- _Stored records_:
* * * *

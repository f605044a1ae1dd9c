//! Reduction of a token stream into path patterns.
//!
//! This is the bundled stand-in for the external grammar service: a small
//! recursive-descent reducer that resolves every name through the scope it
//! was handed. Named elements are looked up first so a repeated alias is a
//! reference to the existing binding; unnamed elements get a deterministic
//! anonymous alias. Syntax only: no pattern semantics are checked here.

use crate::adapter::{GrammarEngine, ScopeHandle};
use crate::diag::Span;
use crate::error::EngineError;
use crate::scope::ANON_ALIAS_PREFIX;
use smol_str::SmolStr;
use std::sync::Arc;
use std::sync::atomic::{AtomicBool, Ordering};

use super::ast::{
    EdgeDirection, EdgePattern, NodePattern, PathElement, PathPattern, PatternBinding,
};
use super::lexer::{PatternToken, SpannedToken, tokenize};

/// Reference engine parsing comma-separated linear path patterns.
#[derive(Debug, Default)]
pub struct PatternEngine {
    cancel: Option<Arc<AtomicBool>>,
}

impl PatternEngine {
    /// Creates an engine without cancellation support.
    pub fn new() -> Self {
        Self { cancel: None }
    }

    /// Creates an engine that checks `flag` between elements and surfaces
    /// [`EngineError::Cancelled`] once it is set.
    pub fn with_cancel_flag(flag: Arc<AtomicBool>) -> Self {
        Self { cancel: Some(flag) }
    }
}

impl GrammarEngine<PatternBinding> for PatternEngine {
    type Output = Vec<PathPattern>;

    fn run(
        &self,
        fragment: &str,
        scope: &mut ScopeHandle<'_, PatternBinding>,
    ) -> Result<Vec<PathPattern>, EngineError> {
        let tokens = tokenize(fragment)?;
        if tokens.is_empty() {
            return Err(EngineError::syntax(0, "empty graph pattern"));
        }

        let mut parser = PatternParser {
            tokens: &tokens,
            pos: 0,
            end: fragment.len(),
            cancel: self.cancel.as_deref(),
        };

        let mut paths = vec![parser.parse_path(scope)?];
        while parser.consume_comma() {
            paths.push(parser.parse_path(scope)?);
        }
        if let Some(extra) = parser.current() {
            return Err(EngineError::syntax(
                extra.span.start,
                "expected ',' or end of pattern",
            ));
        }
        Ok(paths)
    }
}

/// What an already-bound alias refers to.
#[derive(Debug, Clone, Copy, PartialEq, Eq)]
enum ElementKind {
    Node,
    Edge,
}

fn bound_kind(scope: &ScopeHandle<'_, PatternBinding>, name: &str) -> Option<ElementKind> {
    scope.lookup(name).map(|binding| match binding {
        PatternBinding::Node { .. } => ElementKind::Node,
        PatternBinding::Edge { .. } => ElementKind::Edge,
    })
}

struct PatternParser<'t> {
    tokens: &'t [SpannedToken],
    pos: usize,
    /// Byte length of the fragment, used for errors at end of input.
    end: usize,
    cancel: Option<&'t AtomicBool>,
}

impl PatternParser<'_> {
    fn current(&self) -> Option<&SpannedToken> {
        self.tokens.get(self.pos)
    }

    fn error_here(&self, message: &str) -> EngineError {
        let offset = self.current().map(|t| t.span.start).unwrap_or(self.end);
        EngineError::syntax(offset, message)
    }

    fn check_cancelled(&self) -> Result<(), EngineError> {
        match self.cancel {
            Some(flag) if flag.load(Ordering::Relaxed) => Err(EngineError::Cancelled),
            _ => Ok(()),
        }
    }

    fn consume_comma(&mut self) -> bool {
        if matches!(
            self.current().map(|t| &t.token),
            Some(PatternToken::Comma)
        ) {
            self.pos += 1;
            true
        } else {
            false
        }
    }

    fn at_edge_start(&self) -> bool {
        matches!(
            self.current().map(|t| &t.token),
            Some(PatternToken::Dash | PatternToken::ArrowLeft | PatternToken::ArrowRight)
        )
    }

    fn parse_path(
        &mut self,
        scope: &mut ScopeHandle<'_, PatternBinding>,
    ) -> Result<PathPattern, EngineError> {
        self.check_cancelled()?;
        let first = self.parse_node(scope)?;
        let start = first.span.start;
        let mut end = first.span.end;
        let mut elements = vec![PathElement::Node(first)];

        while self.at_edge_start() {
            self.check_cancelled()?;
            let edge = self.parse_edge(scope)?;
            end = edge.span.end;
            elements.push(PathElement::Edge(edge));

            let node = self.parse_node(scope)?;
            end = node.span.end;
            elements.push(PathElement::Node(node));
        }

        Ok(PathPattern {
            elements,
            span: start..end,
        })
    }

    fn parse_node(
        &mut self,
        scope: &mut ScopeHandle<'_, PatternBinding>,
    ) -> Result<NodePattern, EngineError> {
        let open = match self.current() {
            Some(t) if matches!(t.token, PatternToken::LParen) => {
                let span = t.span.clone();
                self.pos += 1;
                span
            }
            _ => return Err(self.error_here("expected '(' to open a node pattern")),
        };

        let alias = self.consume_identifier();
        let label = self.parse_label()?;

        let close = match self.current() {
            Some(t) if matches!(t.token, PatternToken::RParen) => {
                let span = t.span.clone();
                self.pos += 1;
                span
            }
            _ => return Err(self.error_here("expected ')' to close a node pattern")),
        };
        let span = open.start..close.end;

        match alias {
            Some((name, alias_span)) => match bound_kind(scope, &name) {
                Some(ElementKind::Node) => Ok(NodePattern {
                    alias: name,
                    label,
                    anonymous: false,
                    span,
                }),
                Some(ElementKind::Edge) => Err(EngineError::syntax(
                    alias_span.start,
                    format!("variable '{name}' is already bound to an edge pattern"),
                )),
                None => {
                    scope.bind(
                        name.clone(),
                        PatternBinding::Node {
                            declared_at: span.clone(),
                        },
                    );
                    Ok(NodePattern {
                        alias: name,
                        label,
                        anonymous: false,
                        span,
                    })
                }
            },
            None => {
                let alias = scope.fresh_alias(ANON_ALIAS_PREFIX);
                scope.bind(
                    alias.clone(),
                    PatternBinding::Node {
                        declared_at: span.clone(),
                    },
                );
                Ok(NodePattern {
                    alias,
                    label,
                    anonymous: true,
                    span,
                })
            }
        }
    }

    fn parse_edge(
        &mut self,
        scope: &mut ScopeHandle<'_, PatternBinding>,
    ) -> Result<EdgePattern, EngineError> {
        let Some(first) = self.current().cloned() else {
            return Err(self.error_here("expected an edge pattern"));
        };
        let start = first.span.start;

        match first.token {
            PatternToken::ArrowRight => {
                self.pos += 1;
                self.finish_edge(scope, None, None, EdgeDirection::Right, start..first.span.end)
            }
            PatternToken::ArrowLeft => {
                self.pos += 1;
                if self.consume_lbracket() {
                    let (alias, label) = self.parse_edge_filler()?;
                    let dash = match self.current() {
                        Some(t) if matches!(t.token, PatternToken::Dash) => {
                            let span = t.span.clone();
                            self.pos += 1;
                            span
                        }
                        _ => return Err(self.error_here("expected '-' after edge pattern")),
                    };
                    self.finish_edge(scope, alias, label, EdgeDirection::Left, start..dash.end)
                } else {
                    self.finish_edge(scope, None, None, EdgeDirection::Left, start..first.span.end)
                }
            }
            PatternToken::Dash => {
                self.pos += 1;
                if self.consume_lbracket() {
                    let (alias, label) = self.parse_edge_filler()?;
                    let (direction, close) = match self.current() {
                        Some(t) if matches!(t.token, PatternToken::ArrowRight) => {
                            let span = t.span.clone();
                            self.pos += 1;
                            (EdgeDirection::Right, span)
                        }
                        Some(t) if matches!(t.token, PatternToken::Dash) => {
                            let span = t.span.clone();
                            self.pos += 1;
                            (EdgeDirection::Undirected, span)
                        }
                        _ => return Err(self.error_here("expected '->' or '-' after edge pattern")),
                    };
                    self.finish_edge(scope, alias, label, direction, start..close.end)
                } else {
                    self.finish_edge(
                        scope,
                        None,
                        None,
                        EdgeDirection::Undirected,
                        start..first.span.end,
                    )
                }
            }
            _ => Err(EngineError::syntax(
                start,
                "expected '-', '->' or '<-' to continue the path",
            )),
        }
    }

    /// Parses the bracketed edge filler after `[`, consuming through `]`.
    fn parse_edge_filler(
        &mut self,
    ) -> Result<(Option<(SmolStr, Span)>, Option<SmolStr>), EngineError> {
        let alias = self.consume_identifier();
        let label = self.parse_label()?;
        match self.current() {
            Some(t) if matches!(t.token, PatternToken::RBracket) => {
                self.pos += 1;
                Ok((alias, label))
            }
            _ => Err(self.error_here("expected ']' to close an edge pattern")),
        }
    }

    fn finish_edge(
        &mut self,
        scope: &mut ScopeHandle<'_, PatternBinding>,
        alias: Option<(SmolStr, Span)>,
        label: Option<SmolStr>,
        direction: EdgeDirection,
        span: Span,
    ) -> Result<EdgePattern, EngineError> {
        match alias {
            Some((name, alias_span)) => match bound_kind(scope, &name) {
                Some(ElementKind::Edge) => Ok(EdgePattern {
                    alias: name,
                    label,
                    direction,
                    anonymous: false,
                    span,
                }),
                Some(ElementKind::Node) => Err(EngineError::syntax(
                    alias_span.start,
                    format!("variable '{name}' is already bound to a node pattern"),
                )),
                None => {
                    scope.bind(
                        name.clone(),
                        PatternBinding::Edge {
                            declared_at: span.clone(),
                        },
                    );
                    Ok(EdgePattern {
                        alias: name,
                        label,
                        direction,
                        anonymous: false,
                        span,
                    })
                }
            },
            None => {
                let alias = scope.fresh_alias(ANON_ALIAS_PREFIX);
                scope.bind(
                    alias.clone(),
                    PatternBinding::Edge {
                        declared_at: span.clone(),
                    },
                );
                Ok(EdgePattern {
                    alias,
                    label,
                    direction,
                    anonymous: true,
                    span,
                })
            }
        }
    }

    fn parse_label(&mut self) -> Result<Option<SmolStr>, EngineError> {
        if !matches!(
            self.current().map(|t| &t.token),
            Some(PatternToken::Colon)
        ) {
            return Ok(None);
        }
        self.pos += 1;
        match self.current() {
            Some(t) => match &t.token {
                PatternToken::Identifier(name) | PatternToken::QuotedName(name) => {
                    let name = name.clone();
                    self.pos += 1;
                    Ok(Some(name))
                }
                _ => Err(self.error_here("expected a label name after ':'")),
            },
            None => Err(self.error_here("expected a label name after ':'")),
        }
    }

    fn consume_identifier(&mut self) -> Option<(SmolStr, Span)> {
        match self.current() {
            Some(t) => match &t.token {
                PatternToken::Identifier(name) => {
                    let pair = (name.clone(), t.span.clone());
                    self.pos += 1;
                    Some(pair)
                }
                _ => None,
            },
            None => None,
        }
    }

    fn consume_lbracket(&mut self) -> bool {
        if matches!(
            self.current().map(|t| &t.token),
            Some(PatternToken::LBracket)
        ) {
            self.pos += 1;
            true
        } else {
            false
        }
    }
}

* * * *

- _TASK BRIEF_:
Give the number of lines in the data that contain the word "extra", and add no other text.

- _TASK ANSWER_:
2